** Data records **

= = = =

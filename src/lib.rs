//! `xlsx-nth-min` finds the N-th smallest integer value in an `.xlsx`
//! workbook, scanning cells in row-major document order with a single
//! streaming pass.
//!
//! The primary entrypoint is [`query::find_nth_min_from_path`], which
//! validates the request, decodes the first sheet, and runs the bounded
//! selection. The scan keeps at most N values in memory (a fixed-capacity
//! max-heap), so a query over M accepted numbers costs O(M log N) time and
//! O(N) space, with no full sort and no second pass.
//!
//! ## What counts as a number
//!
//! - Numeric cells contribute a candidate only when finite with zero
//!   fractional part (`5.0` contributes `5`; `5.5`, `NaN`, and infinities are
//!   skipped).
//! - Text cells contribute when the whitespace-trimmed text parses as a
//!   base-10 integer (`"7"` contributes `7`; `"abc"` is skipped).
//! - Every other cell kind (empty, boolean, date, error) is skipped silently.
//!
//! Skipped cells are never errors; the only data-level failure is asking for
//! a rank larger than the number of accepted candidates
//! ([`SelectError::InsufficientData`]).
//!
//! ## Quick example
//!
//! ```no_run
//! use xlsx_nth_min::query::{find_nth_min_from_path, QueryOptions};
//!
//! # fn main() -> Result<(), xlsx_nth_min::SelectError> {
//! // Third-smallest integer on the first sheet of numbers.xlsx.
//! let v = find_nth_min_from_path("numbers.xlsx", 3, &QueryOptions::default())?;
//! println!("3rd minimum = {v}");
//! # Ok(())
//! # }
//! ```
//!
//! ## Modules
//!
//! - [`query`]: caller-facing pipeline (validation, decoding, observability)
//! - [`select`]: the streaming bounded-selection algorithm
//! - [`sheet`]: the decoded sheet/cell model
//! - [`error`]: the error taxonomy

pub mod error;
pub mod query;
pub mod select;
pub mod sheet;

pub use error::{SelectError, SelectResult};
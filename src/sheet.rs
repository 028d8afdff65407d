//! Decoded spreadsheet model.
//!
//! The decoder produces a [`Sheet`]: ordered rows of ordered, tagged
//! [`Cell`]s. The model is deliberately minimal; everything the selection
//! scan skips (empty cells, booleans, dates, cell errors) collapses into
//! [`Cell::Other`].

/// A single tagged cell value.
#[derive(Debug, Clone, PartialEq)]
pub enum Cell {
    /// A numeric cell, as the decoder's floating-point value.
    Numeric(f64),
    /// A text cell.
    Text(String),
    /// Any other cell kind (empty, boolean, date, error). Never a candidate.
    Other,
}

/// An in-memory sheet: row-major cell storage.
///
/// Produced by the decoder, owned by exactly one selection call, and read-only
/// during the scan.
#[derive(Debug, Clone, Default, PartialEq)]
pub struct Sheet {
    rows: Vec<Vec<Cell>>,
}

impl Sheet {
    /// Create a sheet from rows of cells.
    pub fn new(rows: Vec<Vec<Cell>>) -> Self {
        Self { rows }
    }

    /// Number of rows in the sheet.
    pub fn row_count(&self) -> usize {
        self.rows.len()
    }

    /// Iterate rows in document order.
    pub fn rows(&self) -> impl Iterator<Item = &[Cell]> {
        self.rows.iter().map(|r| r.as_slice())
    }
}
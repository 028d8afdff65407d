//! The caller-facing query pipeline.
//!
//! Most callers should use [`find_nth_min_from_path`] (from [`unified`]),
//! which:
//!
//! - validates the request preconditions ([`validate`])
//! - decodes the first sheet of the workbook via calamine ([`decode`])
//! - runs the streaming selection ([`crate::select`])
//! - optionally reports success/failure/alerts to a [`QueryObserver`]

pub mod decode;
pub mod observability;
pub mod unified;
pub mod validate;

pub use observability::{
    CompositeObserver, FileObserver, QueryContext, QueryObserver, QuerySeverity, QueryStats,
    StdErrObserver,
};
pub use unified::{find_nth_min_from_path, QueryOptions, QueryRequest};
pub use validate::{validate_source, SourceLimits, ACCEPTED_EXTENSION, DEFAULT_MAX_FILE_SIZE};
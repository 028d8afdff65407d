//! Request precondition checks.
//!
//! Every check runs eagerly, in a fixed order, before any parsing is
//! attempted; the first failing check wins:
//!
//! 1. non-empty path
//! 2. positive n
//! 3. accepted extension (`.xlsx`, case-insensitive)
//! 4. file exists
//! 5. file is readable
//! 6. file is non-empty and within the size ceiling
//!
//! Only read-only filesystem metadata queries are performed; nothing is
//! parsed here.

use std::fs;
use std::io;
use std::path::Path;

use crate::error::{SelectError, SelectResult};

/// The single accepted source extension (compared case-insensitively).
pub const ACCEPTED_EXTENSION: &str = "xlsx";

/// Default source size ceiling: 10 MiB.
pub const DEFAULT_MAX_FILE_SIZE: u64 = 10 * 1024 * 1024;

/// Limits applied to the source file before decoding.
///
/// Use [`Default`] for common cases.
#[derive(Debug, Clone, Copy, PartialEq, Eq)]
pub struct SourceLimits {
    /// Maximum accepted file size in bytes.
    pub max_file_size: u64,
}

impl Default for SourceLimits {
    fn default() -> Self {
        Self {
            max_file_size: DEFAULT_MAX_FILE_SIZE,
        }
    }
}

/// Validate the request's structural preconditions.
///
/// Checks run in the fixed order documented at module level; the first
/// failure is returned and later checks do not run.
pub fn validate_source(path: &str, n: i64, limits: &SourceLimits) -> SelectResult<()> {
    if path.trim().is_empty() {
        return Err(SelectError::InvalidArgument {
            message: "path to file cannot be empty".to_string(),
        });
    }

    if n <= 0 {
        return Err(SelectError::InvalidArgument {
            message: format!("number N should be positive, got {n}"),
        });
    }

    validate_extension(path)?;

    let file = Path::new(path);
    let meta = match fs::metadata(file) {
        Ok(meta) => meta,
        Err(e) if e.kind() == io::ErrorKind::NotFound => {
            return Err(SelectError::NotFound {
                path: file.to_path_buf(),
            });
        }
        Err(e) if e.kind() == io::ErrorKind::PermissionDenied => {
            return Err(SelectError::PermissionDenied {
                path: file.to_path_buf(),
            });
        }
        Err(e) => return Err(SelectError::from_io(file, e)),
    };

    validate_readable(file)?;
    validate_size(file, meta.len(), limits)
}

fn validate_extension(path: &str) -> SelectResult<()> {
    let ext = Path::new(path)
        .extension()
        .and_then(|s| s.to_str())
        .unwrap_or("");

    if !ext.eq_ignore_ascii_case(ACCEPTED_EXTENSION) {
        return Err(SelectError::InvalidArgument {
            message: format!(
                "invalid file format: expected .{ACCEPTED_EXTENSION}, got '{path}'"
            ),
        });
    }
    Ok(())
}

/// Readability check: a short-lived open, closed immediately. The decoder
/// re-opens the file for the actual read.
fn validate_readable(file: &Path) -> SelectResult<()> {
    match fs::File::open(file) {
        Ok(_) => Ok(()),
        Err(e) if e.kind() == io::ErrorKind::PermissionDenied => {
            Err(SelectError::PermissionDenied {
                path: file.to_path_buf(),
            })
        }
        Err(e) if e.kind() == io::ErrorKind::NotFound => Err(SelectError::NotFound {
            path: file.to_path_buf(),
        }),
        Err(e) => Err(SelectError::from_io(file, e)),
    }
}

fn validate_size(file: &Path, len: u64, limits: &SourceLimits) -> SelectResult<()> {
    if len == 0 {
        return Err(SelectError::InvalidArgument {
            message: format!("file is empty: {}", file.display()),
        });
    }

    if len > limits.max_file_size {
        return Err(SelectError::InvalidArgument {
            message: format!(
                "file too large: maximum size {} bytes, actual {} bytes",
                limits.max_file_size, len
            ),
        });
    }
    Ok(())
}

impl SelectError {
    /// Wrap an unexpected filesystem error from the validation phase.
    fn from_io(path: &Path, e: io::Error) -> Self {
        SelectError::SourceUnreadable {
            path: path.to_path_buf(),
            source: calamine::Error::Io(e),
        }
    }
}
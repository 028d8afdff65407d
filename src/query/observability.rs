use std::fmt;
use std::fs::OpenOptions;
use std::io::Write;
use std::path::{Path, PathBuf};
use std::sync::{Arc, Mutex};
use std::time::{SystemTime, UNIX_EPOCH};

use crate::error::SelectError;

/// Severity classification used for observer callbacks and alerting thresholds.
#[derive(Debug, Clone, Copy, PartialEq, Eq, PartialOrd, Ord)]
pub enum QuerySeverity {
    /// Informational event.
    Info,
    /// Warning-level event (non-fatal).
    Warning,
    /// Error-level event (the query failed on caller input).
    Error,
    /// Critical failure (filesystem or decoder infrastructure).
    Critical,
}

/// Context about a query attempt.
#[derive(Debug, Clone)]
pub struct QueryContext {
    /// The source path used for the query.
    pub path: PathBuf,
    /// The requested rank.
    pub n: i64,
}

/// Minimal stats reported on successful queries.
#[derive(Debug, Clone, Copy, PartialEq, Eq)]
pub struct QueryStats {
    /// Number of decoded sheet rows scanned.
    pub rows: usize,
    /// The n-th minimum that was returned.
    pub result: i64,
}

/// Observer interface for query outcomes.
///
/// Implementors can record metrics, logs, or trigger alerts.
pub trait QueryObserver: Send + Sync {
    /// Called when a query succeeds.
    fn on_success(&self, _ctx: &QueryContext, _stats: QueryStats) {}

    /// Called when a query fails.
    fn on_failure(&self, _ctx: &QueryContext, _severity: QuerySeverity, _error: &SelectError) {}

    /// Called when a query failure meets an alert threshold.
    ///
    /// Default behavior forwards to [`Self::on_failure`].
    fn on_alert(&self, ctx: &QueryContext, severity: QuerySeverity, error: &SelectError) {
        self.on_failure(ctx, severity, error)
    }
}

/// An observer that fans out callbacks to a list of observers.
#[derive(Default)]
pub struct CompositeObserver {
    observers: Vec<Arc<dyn QueryObserver>>,
}

impl CompositeObserver {
    /// Create a new composite observer from a list of observers.
    pub fn new(observers: Vec<Arc<dyn QueryObserver>>) -> Self {
        Self { observers }
    }
}

impl fmt::Debug for CompositeObserver {
    fn fmt(&self, f: &mut fmt::Formatter<'_>) -> fmt::Result {
        f.debug_struct("CompositeObserver")
            .field("observers_len", &self.observers.len())
            .finish()
    }
}

impl QueryObserver for CompositeObserver {
    fn on_success(&self, ctx: &QueryContext, stats: QueryStats) {
        for o in &self.observers {
            o.on_success(ctx, stats);
        }
    }

    fn on_failure(&self, ctx: &QueryContext, severity: QuerySeverity, error: &SelectError) {
        for o in &self.observers {
            o.on_failure(ctx, severity, error);
        }
    }

    fn on_alert(&self, ctx: &QueryContext, severity: QuerySeverity, error: &SelectError) {
        for o in &self.observers {
            o.on_alert(ctx, severity, error);
        }
    }
}

/// Logs query events to stderr.
#[derive(Debug, Default)]
pub struct StdErrObserver;

impl QueryObserver for StdErrObserver {
    fn on_success(&self, ctx: &QueryContext, stats: QueryStats) {
        eprintln!(
            "[nth-min][ok] path={} n={} rows={} result={}",
            ctx.path.display(),
            ctx.n,
            stats.rows,
            stats.result
        );
    }

    fn on_failure(&self, ctx: &QueryContext, severity: QuerySeverity, error: &SelectError) {
        eprintln!(
            "[nth-min][{:?}] path={} n={} err={}",
            severity,
            ctx.path.display(),
            ctx.n,
            error
        );
    }

    fn on_alert(&self, ctx: &QueryContext, severity: QuerySeverity, error: &SelectError) {
        eprintln!(
            "[ALERT][nth-min][{:?}] path={} n={} err={}",
            severity,
            ctx.path.display(),
            ctx.n,
            error
        );
    }
}

/// Appends query events to a local log file.
#[derive(Debug)]
pub struct FileObserver {
    path: PathBuf,
    lock: Mutex<()>,
}

impl FileObserver {
    /// Create a file observer that appends events to `path`.
    ///
    /// Writes are best-effort; failures to open/write the log file are ignored.
    pub fn new(path: impl AsRef<Path>) -> Self {
        Self {
            path: path.as_ref().to_path_buf(),
            lock: Mutex::new(()),
        }
    }

    fn append_line(&self, line: &str) {
        let _guard = self.lock.lock().ok();
        if let Ok(mut f) = OpenOptions::new().create(true).append(true).open(&self.path) {
            let _ = writeln!(f, "{line}");
        }
    }
}

impl QueryObserver for FileObserver {
    fn on_success(&self, ctx: &QueryContext, stats: QueryStats) {
        self.append_line(&format!(
            "{} ok path={} n={} rows={} result={}",
            unix_ts(),
            ctx.path.display(),
            ctx.n,
            stats.rows,
            stats.result
        ));
    }

    fn on_failure(&self, ctx: &QueryContext, severity: QuerySeverity, error: &SelectError) {
        self.append_line(&format!(
            "{} fail severity={:?} path={} n={} err={}",
            unix_ts(),
            severity,
            ctx.path.display(),
            ctx.n,
            error
        ));
    }

    fn on_alert(&self, ctx: &QueryContext, severity: QuerySeverity, error: &SelectError) {
        self.append_line(&format!(
            "{} ALERT severity={:?} path={} n={} err={}",
            unix_ts(),
            severity,
            ctx.path.display(),
            ctx.n,
            error
        ));
    }
}

fn unix_ts() -> u64 {
    SystemTime::now()
        .duration_since(UNIX_EPOCH)
        .unwrap_or_default()
        .as_secs()
}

= = = =

** What is needed **
Each line holding "list" in the records should be copied out.

** Task output **
/// An observer that fans out callbacks to a list of observers.
    /// Create a new composite observer from a list of observers.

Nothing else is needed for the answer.